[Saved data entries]
───

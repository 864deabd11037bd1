use anyhow::{Context, Result, anyhow, ensure};

use super::{ScenarioCtx, ScenarioPlan, TestScenario};
use trolley_sim::{
    AgeCategory, AnimationState, FlagCategory, Mode, ModeSet, PersonRecord, RoleCategory,
    SimulatorError, Simulator, TrackHighlight, TrackId, TransportError, ValidationError,
    WeightConfig,
};

pub fn catalog_scenarios() -> Vec<TestScenario> {
    vec![
        TestScenario::new(
            "smoke",
            "Smoke Test",
            populated_plan().with_check(smoke_expectation),
        ),
        TestScenario::new(
            "grouping",
            "Identical Records Group Together",
            ScenarioPlan::new().with_check(grouping_expectation),
        ),
        TestScenario::new(
            "group-removal",
            "Group Removal Is Exhaustive",
            ScenarioPlan::new().with_check(group_removal_expectation),
        ),
        TestScenario::new(
            "history-eviction",
            "History Keeps The Newest Entries",
            populated_plan().with_check(history_eviction_expectation),
        ),
        TestScenario::new(
            "replay-idempotence",
            "Replay Is Idempotent",
            populated_plan().with_check(replay_expectation),
        ),
        TestScenario::new(
            "snapshot-independence",
            "Snapshots Ignore Later Edits",
            populated_plan().with_check(snapshot_expectation),
        ),
        TestScenario::new(
            "compare-defaults",
            "Comparison Payload Defaults",
            populated_plan().with_check(compare_defaults_expectation),
        ),
        TestScenario::new(
            "single-custom-omits-rules",
            "Custom Decision Without Rules",
            populated_plan().with_check(single_custom_expectation),
        ),
        TestScenario::new(
            "no-mode-selected",
            "Comparison Without Modes",
            populated_plan().with_check(no_mode_expectation),
        ),
        TestScenario::new(
            "animation-restart",
            "Animation Restart",
            populated_plan().with_check(animation_restart_expectation),
        ),
        TestScenario::new(
            "transport-failure",
            "Transport Failure Leaves State Alone",
            populated_plan().with_check(transport_failure_expectation),
        ),
    ]
}

pub fn find_catalog_scenario(key: &str) -> Option<TestScenario> {
    catalog_scenarios()
        .into_iter()
        .find(|scenario| scenario.key == key)
}

fn populated_plan() -> ScenarioPlan {
    ScenarioPlan::new().with_setup(populate)
}

fn populate(simulator: &mut Simulator) {
    simulator.add_person(
        TrackId::One,
        PersonRecord::new(AgeCategory::Child, RoleCategory::Student)
            .with_flags([FlagCategory::Innocent]),
    );
    simulator.add_person(
        TrackId::Two,
        PersonRecord::new(AgeCategory::Adult, RoleCategory::Doctor),
    );
    simulator.add_person(
        TrackId::Two,
        PersonRecord::new(AgeCategory::Elder, RoleCategory::Retired),
    );
}

fn adult_doctor() -> PersonRecord {
    PersonRecord::new(AgeCategory::Adult, RoleCategory::Doctor)
}

fn smoke_expectation(ctx: &mut ScenarioCtx) -> Result<()> {
    for _ in 0..ctx.iteration % 3 {
        ctx.simulator.add_person(TrackId::One, adult_doctor());
    }
    let done = ctx.decide(Mode::Utilitarian)?;
    ensure!(ctx.simulator.history().len() == 1, "single run should be recorded");
    ensure!(
        ctx.simulator.animator().state() == AnimationState::EnRouteToSplit,
        "single run should start the trolley"
    );
    ctx.finish_animation(done.timer);
    ensure!(
        ctx.simulator.animator().highlight(done.chosen_track) == TrackHighlight::Chosen,
        "chosen track should be highlighted"
    );

    ctx.compare(ModeSet::all())?;
    ensure!(ctx.simulator.history().len() == 2, "comparison should be recorded");
    ensure!(ctx.service.calls() == 2, "each run should call the service once");
    Ok(())
}

fn grouping_expectation(ctx: &mut ScenarioCtx) -> Result<()> {
    ctx.simulator.add_person(TrackId::Two, adult_doctor());
    ctx.simulator.add_person(TrackId::Two, adult_doctor());
    ctx.simulator.add_person(
        TrackId::Two,
        adult_doctor().with_flags([FlagCategory::Friend, FlagCategory::Relative]),
    );
    ctx.simulator.add_person(
        TrackId::Two,
        adult_doctor().with_flags([FlagCategory::Relative, FlagCategory::Friend]),
    );
    let groups = ctx.simulator.groups(TrackId::Two);
    ensure!(groups.len() == 2, "expected 2 groups, got {}", groups.len());
    ensure!(
        groups.iter().all(|group| group.count == 2),
        "every group should count 2 records"
    );
    Ok(())
}

fn group_removal_expectation(ctx: &mut ScenarioCtx) -> Result<()> {
    let elder = PersonRecord::new(AgeCategory::Elder, RoleCategory::Retired);
    for _ in 0..3 {
        ctx.simulator.add_person(TrackId::One, adult_doctor());
    }
    ctx.simulator.add_person(TrackId::One, elder.clone());
    ctx.simulator.add_person(TrackId::Two, adult_doctor());

    let removed = ctx.simulator.remove_group(TrackId::One, &adult_doctor().key());
    ensure!(removed == 3, "expected 3 records removed, got {removed}");
    let groups = ctx.simulator.groups(TrackId::One);
    ensure!(
        groups.len() == 1 && groups[0].key() == elder.key() && groups[0].count == 1,
        "only the elder group should remain"
    );
    ensure!(
        ctx.simulator.scenario().track2.len() == 1,
        "other track must be untouched"
    );
    Ok(())
}

fn history_eviction_expectation(ctx: &mut ScenarioCtx) -> Result<()> {
    let capacity = ctx.simulator.history().capacity();
    let mut ids = Vec::with_capacity(capacity + 1);
    for _ in 0..=capacity {
        ids.push(ctx.decide(Mode::Deontological)?.entry);
        ensure!(
            ctx.simulator.history().len() <= capacity,
            "history grew past {capacity}"
        );
    }
    let oldest = ids.first().copied().ok_or_else(|| anyhow!("no entries recorded"))?;
    ensure!(
        ctx.simulator.history().get(oldest).is_none(),
        "oldest entry should be evicted"
    );
    ensure!(
        ctx.simulator.history().list().next().map(|entry| entry.id()) == ids.last().copied(),
        "newest entry should be listed first"
    );
    Ok(())
}

fn replay_expectation(ctx: &mut ScenarioCtx) -> Result<()> {
    ctx.simulator.set_manual_choice(Some(TrackId::Two));
    let done = ctx.decide(Mode::Utilitarian)?;
    let stored = ctx
        .simulator
        .history()
        .replay(done.entry)?
        .scenario()
        .clone();

    ctx.simulator.clear_track(TrackId::Two);
    let first = ctx.simulator.replay(done.entry)?.clone();
    ctx.simulator.add_person(TrackId::One, adult_doctor());
    let second = ctx.simulator.replay(done.entry)?.clone();

    ensure!(first == second, "replaying twice should give equal scenarios");
    ensure!(first == stored, "replay should match the stored snapshot");
    ensure!(
        !ctx.simulator.animator().is_running(),
        "replay should reset the trolley"
    );
    Ok(())
}

fn snapshot_expectation(ctx: &mut ScenarioCtx) -> Result<()> {
    let before = ctx.simulator.scenario().clone();
    let pending = ctx.simulator.begin_single(Mode::Ml)?;
    ctx.simulator.clear_track(TrackId::One);
    ctx.simulator.set_manual_choice(Some(TrackId::One));
    let outcome = ctx.service.answer_single(pending.payload());
    let done = ctx.simulator.complete_single(pending, outcome)?;

    let entry = ctx
        .simulator
        .history()
        .get(done.entry)
        .context("entry should be recorded")?;
    ensure!(
        entry.snapshot().scenario() == &before,
        "snapshot should reflect the scenario at send time"
    );
    Ok(())
}

fn compare_defaults_expectation(ctx: &mut ScenarioCtx) -> Result<()> {
    let custom_only = ModeSet::empty().with(Mode::Custom);
    let pending = ctx.simulator.begin_compare(custom_only)?;
    ensure!(
        pending.payload().custom_rules == Some(WeightConfig::default_config()),
        "enabled custom mode without rules should send the default tables"
    );
    ensure!(!pending.payload().include_ml, "ml should be excluded");
    let outcome = ctx.service.answer_compare(pending.payload());
    ctx.simulator.complete_compare(pending, outcome)?;

    let no_custom = ModeSet::empty().with(Mode::Utilitarian).with(Mode::Ml);
    let pending = ctx.simulator.begin_compare(no_custom)?;
    let json = serde_json::to_value(pending.payload())?;
    ensure!(json["custom_rules"].is_null(), "custom_rules should be null");
    ensure!(json["include_ml"] == true, "ml should be included");
    let outcome = ctx.service.answer_compare(pending.payload());
    ctx.simulator.complete_compare(pending, outcome)?;
    Ok(())
}

fn single_custom_expectation(ctx: &mut ScenarioCtx) -> Result<()> {
    let pending = ctx.simulator.begin_single(Mode::Custom)?;
    let json = serde_json::to_value(pending.payload())?;
    ensure!(
        json.get("custom_rules").is_none(),
        "custom_rules should be omitted when none are configured"
    );
    let outcome = ctx.service.answer_single(pending.payload());
    ctx.simulator.complete_single(pending, outcome)?;
    Ok(())
}

fn no_mode_expectation(ctx: &mut ScenarioCtx) -> Result<()> {
    match ctx.simulator.begin_compare(ModeSet::empty()) {
        Err(SimulatorError::Validation(ValidationError::NoModeSelected)) => {}
        Err(other) => return Err(anyhow!("expected no-mode-selected, got {other}")),
        Ok(_) => return Err(anyhow!("comparison without modes should be rejected")),
    }
    ensure!(ctx.service.calls() == 0, "no service call should be made");
    ensure!(
        !ctx.simulator.is_request_in_flight(),
        "rejected request must not stay in flight"
    );
    Ok(())
}

fn animation_restart_expectation(ctx: &mut ScenarioCtx) -> Result<()> {
    // Utilitarian sacrifices track 1 (loss 7 against 8); protecting children
    // sends the trolley down track 2 instead.
    let first = ctx.decide(Mode::Utilitarian)?;
    let second = ctx.decide(Mode::Deontological)?;
    ensure!(
        first.chosen_track != second.chosen_track,
        "runs should pick different tracks"
    );
    let final_track = second.chosen_track;

    let mut timers = vec![first.timer, second.timer];
    while let Some(timer) = timers.pop() {
        if let Some(next) = ctx.simulator.fire_animation(timer.token) {
            timers.push(next);
        }
    }

    let animator = ctx.simulator.animator();
    ensure!(
        animator.state() == AnimationState::Idle,
        "animation should settle"
    );
    ensure!(
        animator.highlight(final_track) == TrackHighlight::Chosen,
        "latest decision's track should be chosen"
    );
    ensure!(
        animator.highlight(final_track.other()) == TrackHighlight::Safe,
        "other track should be safe"
    );
    Ok(())
}

fn transport_failure_expectation(ctx: &mut ScenarioCtx) -> Result<()> {
    let before = ctx.simulator.scenario().clone();
    ctx.service
        .fail_with(Some(TransportError::Network("connection refused".to_string())));
    match ctx.decide(Mode::Utilitarian) {
        Ok(_) => return Err(anyhow!("failed call should not succeed")),
        Err(err) => ensure!(
            matches!(
                err.downcast_ref::<SimulatorError>(),
                Some(SimulatorError::Transport(_))
            ),
            "expected a transport error, got {err}"
        ),
    }
    ensure!(ctx.simulator.history().is_empty(), "nothing should be recorded");
    ensure!(
        ctx.simulator.scenario() == &before,
        "scenario should be unchanged"
    );
    ensure!(
        !ctx.simulator.is_request_in_flight(),
        "in-flight marker should clear"
    );
    ctx.service.fail_with(None);
    ctx.decide(Mode::Utilitarian)?;
    ensure!(ctx.simulator.history().len() == 1, "retry should be recorded");
    Ok(())
}

#[cfg(test)]
mod tests {
    use super::*;

    #[test]
    fn every_catalog_scenario_passes_against_stub() {
        for scenario in catalog_scenarios() {
            for iteration in 0..3 {
                let mut ctx = ScenarioCtx::new(&scenario.plan, iteration).unwrap();
                for check in &scenario.plan.checks {
                    check(&mut ctx).unwrap_or_else(|err| {
                        panic!("{} failed on iteration {iteration}: {err:#}", scenario.key)
                    });
                }
            }
        }
    }

    #[test]
    fn keys_are_unique() {
        let mut keys: Vec<_> = catalog_scenarios().iter().map(|s| s.key).collect();
        let total = keys.len();
        keys.sort_unstable();
        keys.dedup();
        assert_eq!(keys.len(), total);
    }
}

───

Say how many lines in the data hold the string "TrackHighlight", and write nothing else.

4